Sabar mengaku tak minder saat menekuni seni lukis. Keterbatasan fisiknya justru membuat dirinya termotivasi untuk bersaing ketat dengan orang-orang normal pada umumnya. "Saya memulai semuanya sejak duduk taman kanak-kanak pada 1985. Ketika bapak saya jadi penjaga sekolah, saya sering menggambar menggunakan kapur yang berceceran di lantai. Lama-kelamaan bapak menganggap itu sebuah bakat. Kemudian saya ditempa demi masa depan yang jelas lewat bakat saya tersebut," ungkapnya, Sabtu (21/4).
Setelahnya, Sabar berulang ikut lomba lukis. Karena kemampuannya menggambar menggunakan kaki dianggap unik, keberadaannya mencuri perhatian publik saat ikut lomba tingkat kota maupun provinsi.
Menapaki usia 8 tahun, bakatnya melukis menggunakan kaki semakin terasah. Saat kelas IV SD, ia dilirik Association of Mouth and Foot Painting Artists (AMFPA) yang selama ini giat mengasah bakat-bakat para difabel di bidang melukis.
"Ternyata bapak saya ngasih izin begitu aja. Harapan orangtua ya biar mapan dan punya pekerjaan tetap," terang pria 39 tahun itu, seraya menambahkan bila ia lalu ikut pameran lukisan AMFPA di Taiwan.

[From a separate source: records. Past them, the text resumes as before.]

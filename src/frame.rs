//! Frames exchanged with the radio transport.
//!
//! The transport hands us JSON objects shaped like the radio's API frames.
//! They are validated once here and turned into [`InboundFrame`], so the rest
//! of the gateway never sees a frame with missing per-kind fields.

use std::collections::BTreeMap;

use serde_derive::{Deserialize, Serialize};
use thiserror::Error;

use crate::address::{AddressError, HardwareAddress};

pub const NODE_IDENTIFICATION: u8 = 0x95;
pub const REMOTE_COMMAND_RESPONSE: u8 = 0x97;
pub const AT_COMMAND_RESPONSE: u8 = 0x88;
pub const IO_DATA_SAMPLE_RX: u8 = 0x92;
pub const TRANSMIT_STATUS: u8 = 0x8B;
pub const REMOTE_AT_COMMAND_REQUEST: u8 = 0x17;

/// Pin mode / level parameters for `Dn` commands.
pub const PIN_ANALOG_INPUT: u8 = 0x02;
pub const PIN_DIGITAL_INPUT: u8 = 0x03;
pub const PIN_OUTPUT_LOW: u8 = 0x04;
pub const PIN_OUTPUT_HIGH: u8 = 0x05;

/// Node identifier query, also used as the availability probe.
pub const NODE_IDENTIFIER: &str = "NI";
pub const APPLY_CHANGES: &str = "AC";
pub const PULL_UP: &str = "PR";
pub const CHANGE_DETECTION: &str = "IC";
pub const SAMPLE_RATE: &str = "IR";

#[derive(Debug, Error)]
pub enum FrameError {
    #[error("frame type 0x{frame_type:02X} is missing field `{field}`")]
    MissingField {
        frame_type: u8,
        field: &'static str,
    },
    #[error("invalid source address: {0}")]
    Address(#[from] AddressError),
    #[error("malformed frame: {0}")]
    Json(#[from] serde_json::Error),
}

/// Frame as delivered by the transport, before validation.
#[derive(Debug, Default, Deserialize)]
#[serde(rename_all = "camelCase")]
pub struct RawFrame {
    #[serde(rename = "type")]
    pub frame_type: u8,
    pub id: Option<u8>,
    pub remote64: Option<String>,
    pub command: Option<String>,
    pub command_status: Option<u8>,
    pub command_data: Option<Vec<u8>>,
    pub node_identifier: Option<String>,
    pub digital_samples: Option<BTreeMap<String, u8>>,
    pub analog_samples: Option<BTreeMap<String, u16>>,
    pub delivery_status: Option<u8>,
}

#[derive(Clone, Debug, PartialEq)]
pub struct IoSample {
    pub source: HardwareAddress,
    pub digital: BTreeMap<String, u8>,
    pub analog: BTreeMap<String, u16>,
}

impl IoSample {
    /// First digital level found under any of `names`.
    pub fn digital_any(&self, names: &[String]) -> Option<u8> {
        names.iter().find_map(|n| self.digital.get(n).copied())
    }
}

#[derive(Clone, Debug, PartialEq)]
pub struct CommandResponse {
    /// `None` for responses from the locally attached radio.
    pub source: Option<HardwareAddress>,
    pub frame_id: Option<u8>,
    pub command: String,
    pub status: u8,
    pub data: Vec<u8>,
}

impl CommandResponse {
    pub fn is_ok(&self) -> bool {
        self.status == 0
    }

    /// Command data decoded as text, as returned by `NI`.
    pub fn text(&self) -> String {
        String::from_utf8_lossy(&self.data)
            .trim_end_matches('\0')
            .trim()
            .to_string()
    }
}

#[derive(Clone, Debug, PartialEq)]
pub enum InboundFrame {
    Join {
        source: HardwareAddress,
        node_identifier: Option<String>,
    },
    CommandResponse(CommandResponse),
    IoSample(IoSample),
    TransmitStatus {
        frame_id: Option<u8>,
        delivery_status: u8,
    },
    Other {
        frame_type: u8,
    },
}

impl InboundFrame {
    pub fn from_json(line: &str) -> Result<Self, FrameError> {
        let raw: RawFrame = serde_json::from_str(line)?;
        InboundFrame::try_from(raw)
    }

    pub fn kind(&self) -> &'static str {
        match self {
            InboundFrame::Join { .. } => "join",
            InboundFrame::CommandResponse(_) => "command-response",
            InboundFrame::IoSample(_) => "io-sample",
            InboundFrame::TransmitStatus { .. } => "transmit-status",
            InboundFrame::Other { .. } => "other",
        }
    }
}

fn source(raw: &RawFrame) -> Result<HardwareAddress, FrameError> {
    let text = raw.remote64.as_deref().ok_or(FrameError::MissingField {
        frame_type: raw.frame_type,
        field: "remote64",
    })?;
    Ok(text.parse()?)
}

impl TryFrom<RawFrame> for InboundFrame {
    type Error = FrameError;

    fn try_from(raw: RawFrame) -> Result<Self, Self::Error> {
        let frame = match raw.frame_type {
            NODE_IDENTIFICATION => InboundFrame::Join {
                source: source(&raw)?,
                node_identifier: raw.node_identifier.filter(|n| !n.trim().is_empty()),
            },
            REMOTE_COMMAND_RESPONSE | AT_COMMAND_RESPONSE => {
                let source = if raw.frame_type == REMOTE_COMMAND_RESPONSE {
                    Some(source(&raw)?)
                } else {
                    None
                };
                let command = raw.command.ok_or(FrameError::MissingField {
                    frame_type: raw.frame_type,
                    field: "command",
                })?;
                InboundFrame::CommandResponse(CommandResponse {
                    source,
                    frame_id: raw.id,
                    command: command.to_uppercase(),
                    status: raw.command_status.unwrap_or(0),
                    data: raw.command_data.unwrap_or_default(),
                })
            }
            IO_DATA_SAMPLE_RX => {
                let source = source(&raw)?;
                if raw.digital_samples.is_none() && raw.analog_samples.is_none() {
                    return Err(FrameError::MissingField {
                        frame_type: raw.frame_type,
                        field: "digitalSamples/analogSamples",
                    });
                }
                InboundFrame::IoSample(IoSample {
                    source,
                    digital: raw.digital_samples.unwrap_or_default(),
                    analog: raw.analog_samples.unwrap_or_default(),
                })
            }
            TRANSMIT_STATUS => InboundFrame::TransmitStatus {
                frame_id: raw.id,
                delivery_status: raw.delivery_status.ok_or(FrameError::MissingField {
                    frame_type: raw.frame_type,
                    field: "deliveryStatus",
                })?,
            },
            other => InboundFrame::Other { frame_type: other },
        };
        Ok(frame)
    }
}

/// Remote AT command addressed to one module.
#[derive(Clone, Debug, PartialEq, Eq)]
pub struct OutboundFrame {
    pub destination: HardwareAddress,
    pub command: String,
    pub parameter: Vec<u8>,
}

impl OutboundFrame {
    pub fn at(destination: HardwareAddress, command: &str, parameter: Vec<u8>) -> Self {
        OutboundFrame {
            destination,
            command: command.to_uppercase(),
            parameter,
        }
    }

    pub fn query(destination: HardwareAddress, command: &str) -> Self {
        Self::at(destination, command, Vec::new())
    }

    /// Drive a digital output pin high or low.
    pub fn pin_level(destination: HardwareAddress, pin: &str, high: bool) -> Self {
        let level = if high { PIN_OUTPUT_HIGH } else { PIN_OUTPUT_LOW };
        Self::at(destination, pin, vec![level])
    }

    pub fn to_wire(&self, frame_id: u8) -> WireFrame<'_> {
        WireFrame {
            frame_type: REMOTE_AT_COMMAND_REQUEST,
            id: frame_id,
            destination64: self.destination.to_string(),
            command: &self.command,
            command_parameter: &self.parameter,
        }
    }
}

#[derive(Debug, Serialize)]
#[serde(rename_all = "camelCase")]
pub struct WireFrame<'a> {
    #[serde(rename = "type")]
    pub frame_type: u8,
    pub id: u8,
    pub destination64: String,
    pub command: &'a str,
    pub command_parameter: &'a [u8],
}

/// Digital input names a sample may report for an AT pin, `D0` -> `DIO0`, `D0`.
pub fn sample_names(pin: &str) -> Vec<String> {
    let pin = pin.to_uppercase();
    match pin.strip_prefix('D') {
        Some(n) if !n.starts_with("IO") => vec![format!("DIO{n}"), pin.clone()],
        _ => match pin.strip_prefix("DIO") {
            Some(n) => vec![pin.clone(), format!("D{n}")],
            None => vec![pin],
        },
    }
}

/// AT pin that configures an analog channel, `AD2` -> `D2`.
pub fn analog_pin(channel: &str) -> Option<String> {
    channel
        .to_uppercase()
        .strip_prefix("AD")
        .filter(|n| !n.is_empty())
        .map(|n| format!("D{n}"))
}

#[cfg(test)]
mod tests {
    use super::*;

    #[test]
    fn test_io_sample_frame() {
        let frame = InboundFrame::from_json(
            r#"{"type":146,"remote64":"0013a20041fb6063","digitalSamples":{"DIO0":1},"analogSamples":{"AD0":512}}"#,
        )
        .unwrap();
        match frame {
            InboundFrame::IoSample(sample) => {
                assert_eq!(sample.source.to_string(), "0013A20041FB6063");
                assert_eq!(sample.digital_any(&sample_names("D0")), Some(1));
                assert_eq!(sample.analog.get("AD0"), Some(&512));
            }
            other => panic!("unexpected frame {other:?}"),
        }
    }

    #[test]
    fn test_io_sample_without_samples_is_rejected() {
        let err = InboundFrame::from_json(r#"{"type":146,"remote64":"0013a20041fb6063"}"#)
            .unwrap_err();
        assert!(matches!(err, FrameError::MissingField { .. }));
    }

    #[test]
    fn test_remote_response_requires_source() {
        let err = InboundFrame::from_json(r#"{"type":151,"command":"NI"}"#).unwrap_err();
        assert!(matches!(
            err,
            FrameError::MissingField {
                field: "remote64",
                ..
            }
        ));
    }

    #[test]
    fn test_node_identifier_text() {
        let frame = InboundFrame::from_json(
            r#"{"type":151,"remote64":"0013A20041FB6063","command":"ni","commandStatus":0,"commandData":[84,65,66,76,69,32,50,0]}"#,
        )
        .unwrap();
        let InboundFrame::CommandResponse(resp) = frame else {
            panic!("expected a command response");
        };
        assert!(resp.is_ok());
        assert_eq!(resp.command, "NI");
        assert_eq!(resp.text(), "TABLE 2");
    }

    #[test]
    fn test_unknown_type_is_other() {
        let frame = InboundFrame::from_json(r#"{"type":144}"#).unwrap();
        assert_eq!(frame, InboundFrame::Other { frame_type: 0x90 });
    }

    #[test]
    fn test_wire_frame_shape() {
        let frame = OutboundFrame::pin_level(HardwareAddress::new(0x0013_A200_41FB_6063), "d2", true);
        let json = serde_json::to_value(frame.to_wire(7)).unwrap();
        assert_eq!(
            json,
            serde_json::json!({
                "type": 23,
                "id": 7,
                "destination64": "0013A20041FB6063",
                "command": "D2",
                "commandParameter": [5],
            })
        );
    }

    #[test]
    fn test_channel_names() {
        assert_eq!(sample_names("D0"), vec!["DIO0".to_string(), "D0".to_string()]);
        assert_eq!(sample_names("DIO3"), vec!["DIO3".to_string(), "D3".to_string()]);
        assert_eq!(analog_pin("ad2"), Some("D2".to_string()));
        assert_eq!(analog_pin("DIO1"), None);
    }
}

Daya tariknya sebagai pelukis kaki bahkan membuat mendiang Ibu Negara Indonesia, Tien Soeharto, kepincut. Sabar dan rekan-rekannya bertandang ke Cendana Jakarta untuk meminta restu kepada Tien Soeharto.

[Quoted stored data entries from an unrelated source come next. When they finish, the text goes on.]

//! Availability probes.
//!
//! A probe sends `NI` to a module and waits for either its response or a
//! timeout, whichever comes first. The loser is deregistered: a response
//! aborts the timeout task, and a timeout removes the pending entry so a late
//! response has nothing left to resolve.

use std::collections::{BTreeMap, HashMap};
use std::time::Duration;

use chrono::Utc;
use log::{debug, info, warn};
use tokio::sync::mpsc;
use tokio::task::JoinHandle;

use crate::address::HardwareAddress;
use crate::frame::{self, OutboundFrame};
use crate::gateway::GatewayEvent;
use crate::messages::SensorAvailability;
use crate::transport::FrameTransport;

struct PendingProbe {
    identities: Vec<String>,
    timeout: JoinHandle<()>,
}

pub struct ProbeTracker {
    round: u64,
    pending: HashMap<HardwareAddress, PendingProbe>,
    results: BTreeMap<String, SensorAvailability>,
    timeout: Duration,
    event_tx: mpsc::UnboundedSender<GatewayEvent>,
}

impl ProbeTracker {
    pub fn new(event_tx: mpsc::UnboundedSender<GatewayEvent>, timeout: Duration) -> Self {
        ProbeTracker {
            round: 0,
            pending: HashMap::new(),
            results: BTreeMap::new(),
            timeout,
            event_tx,
        }
    }

    pub fn in_progress(&self) -> bool {
        !self.pending.is_empty()
    }

    pub fn pending_count(&self) -> usize {
        self.pending.len()
    }

    /// Probe every `(identity, address)` target.
    ///
    /// Returns the finished report straight away when nothing is left
    /// waiting, e.g. no targets or every send failed.
    pub fn begin(
        &mut self,
        targets: Vec<(String, HardwareAddress)>,
        transport: &dyn FrameTransport,
    ) -> Option<BTreeMap<String, SensorAvailability>> {
        self.cancel_all();
        self.round += 1;
        self.results.clear();
        info!("Checking availability of {} sensors", targets.len());

        for (identity, address) in targets {
            if let Some(pending) = self.pending.get_mut(&address) {
                pending.identities.push(identity);
                continue;
            }
            let probe = OutboundFrame::query(address, frame::NODE_IDENTIFIER);
            if let Err(err) = transport.send(probe) {
                warn!("Probe to {} not sent: {}", address, err);
                self.record(vec![identity], address, false, None, Some(err.to_string()));
                continue;
            }
            let timeout = self.spawn_timeout(address);
            self.pending.insert(
                address,
                PendingProbe {
                    identities: vec![identity],
                    timeout,
                },
            );
        }
        self.finish_if_done()
    }

    fn spawn_timeout(&self, address: HardwareAddress) -> JoinHandle<()> {
        let tx = self.event_tx.clone();
        let round = self.round;
        let timeout = self.timeout;
        tokio::spawn(async move {
            tokio::time::sleep(timeout).await;
            let _ = tx.send(GatewayEvent::ProbeTimeout { round, address });
        })
    }

    /// A `NI` response arrived. Returns the report if this settled the round.
    pub fn on_response(
        &mut self,
        address: HardwareAddress,
        node_id: Option<String>,
    ) -> Option<BTreeMap<String, SensorAvailability>> {
        let pending = self.pending.remove(&address)?;
        pending.timeout.abort();
        debug!("Probe answered by {}", address);
        self.record(pending.identities, address, true, node_id, None);
        self.finish_if_done()
    }

    pub fn on_timeout(
        &mut self,
        round: u64,
        address: HardwareAddress,
    ) -> Option<BTreeMap<String, SensorAvailability>> {
        if round != self.round {
            return None;
        }
        let pending = self.pending.remove(&address)?;
        debug!("Probe to {} timed out", address);
        self.record(pending.identities, address, false, None, None);
        self.finish_if_done()
    }

    pub fn cancel_all(&mut self) {
        for (_, pending) in self.pending.drain() {
            pending.timeout.abort();
        }
    }

    fn record(
        &mut self,
        identities: Vec<String>,
        address: HardwareAddress,
        available: bool,
        node_id: Option<String>,
        error: Option<String>,
    ) {
        let now = Utc::now();
        for identity in identities {
            self.results.insert(
                identity,
                SensorAvailability {
                    address,
                    available,
                    node_id: node_id.clone(),
                    error: error.clone(),
                    last_check: now,
                },
            );
        }
    }

    fn finish_if_done(&mut self) -> Option<BTreeMap<String, SensorAvailability>> {
        if self.pending.is_empty() {
            Some(std::mem::take(&mut self.results))
        } else {
            None
        }
    }
}

#[cfg(test)]
mod tests {
    use super::*;
    use crate::testing::RecordingTransport;

    fn addr(n: u64) -> HardwareAddress {
        HardwareAddress::new(0x0013_A200_0000_0000 | n)
    }

    async fn next_timeout(
        rx: &mut mpsc::UnboundedReceiver<GatewayEvent>,
    ) -> (u64, HardwareAddress) {
        match rx.recv().await {
            Some(GatewayEvent::ProbeTimeout { round, address }) => (round, address),
            other => panic!("unexpected event {other:?}"),
        }
    }

    #[tokio::test(start_paused = true)]
    async fn test_unanswered_probe_is_unavailable_and_deregistered() {
        let (tx, mut rx) = mpsc::unbounded_channel();
        let transport = RecordingTransport::default();
        let mut probes = ProbeTracker::new(tx, Duration::from_millis(2000));

        let started = tokio::time::Instant::now();
        assert!(probes.begin(vec![("seat".to_string(), addr(1))], &transport).is_none());
        assert_eq!(transport.commands(), vec![("NI".to_string(), vec![])]);

        let (round, address) = next_timeout(&mut rx).await;
        assert_eq!(started.elapsed(), Duration::from_millis(2000));
        let report = probes.on_timeout(round, address).unwrap();
        assert!(!report["seat"].available);
        assert!(!probes.in_progress());

        // A late answer resolves nothing.
        assert!(probes.on_response(addr(1), Some("SEAT".to_string())).is_none());
    }

    #[tokio::test(start_paused = true)]
    async fn test_response_wins_race_and_cancels_timeout() {
        let (tx, mut rx) = mpsc::unbounded_channel();
        let transport = RecordingTransport::default();
        let mut probes = ProbeTracker::new(tx, Duration::from_millis(2000));

        probes.begin(
            vec![("bin".to_string(), addr(1)), ("seat".to_string(), addr(2))],
            &transport,
        );
        assert!(probes.on_response(addr(1), Some("BIN-1".to_string())).is_none());
        assert_eq!(probes.pending_count(), 1);

        let (round, address) = next_timeout(&mut rx).await;
        assert_eq!(address, addr(2));
        let report = probes.on_timeout(round, address).unwrap();
        assert!(report["bin"].available);
        assert_eq!(report["bin"].node_id.as_deref(), Some("BIN-1"));
        assert!(!report["seat"].available);

        // The answered probe's timeout was aborted and never fires.
        let extra = tokio::time::timeout(Duration::from_secs(10), rx.recv()).await;
        assert!(extra.is_err());
    }

    #[tokio::test]
    async fn test_offline_transport_reports_at_once() {
        let (tx, _rx) = mpsc::unbounded_channel();
        let transport = RecordingTransport::offline();
        let mut probes = ProbeTracker::new(tx, Duration::from_millis(2000));

        let report = probes
            .begin(vec![("bin".to_string(), addr(1))], &transport)
            .unwrap();
        assert!(!report["bin"].available);
        assert!(report["bin"].error.is_some());
    }

    #[tokio::test(start_paused = true)]
    async fn test_timeout_from_previous_round_is_ignored() {
        let (tx, _rx) = mpsc::unbounded_channel();
        let transport = RecordingTransport::default();
        let mut probes = ProbeTracker::new(tx, Duration::from_millis(2000));

        probes.begin(vec![("bin".to_string(), addr(1))], &transport);
        probes.begin(vec![("bin".to_string(), addr(1))], &transport);
        assert!(probes.on_timeout(1, addr(1)).is_none());
        assert!(probes.in_progress());
    }
}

"Setiap anak diminta buat satu karya. Saya ngasih lukisan pemandangan alam dan Bu Tien memberi kado coretan gambar pepohonan," katanya.
Sabar mengaku masa terberatnya saat bersekolah. Dia berulangkali ditolak karena kondisi tubuhnya dianggap akan merepotkan. Dari total lima sekolah yang disambangi, semuanya kompak menolaknya.
"Saya didaftarkan sekolah umum tapi semuanya menolak. Sempat disarankan ke SLB, tapi karena banyak anak tuna grahita dan takut kalau mental saya terhambat, jadinya ibu saya ngotot masuk ke sekolah umum. Satu-satunya SD yang mau menerima saya hanya SD Kalicacing 2," ucapnya.
"Lalu saya berlanjut ke SMP Negeri 3 dan SMA Negeri 3 sampai kuliah di Stiba Setya Wacana. Itu perjuangan terberat menempuh pendidikan yang layak," sambungnya.
Ia menyatakan jerih payahnya melukis baru bisa membuahkan hasil saat kelas V SD. Arswendo Atmowiloto yang saat masih jadi wartawan juga membeli lukisannya seharga Rp 150 ribu tahun 1990.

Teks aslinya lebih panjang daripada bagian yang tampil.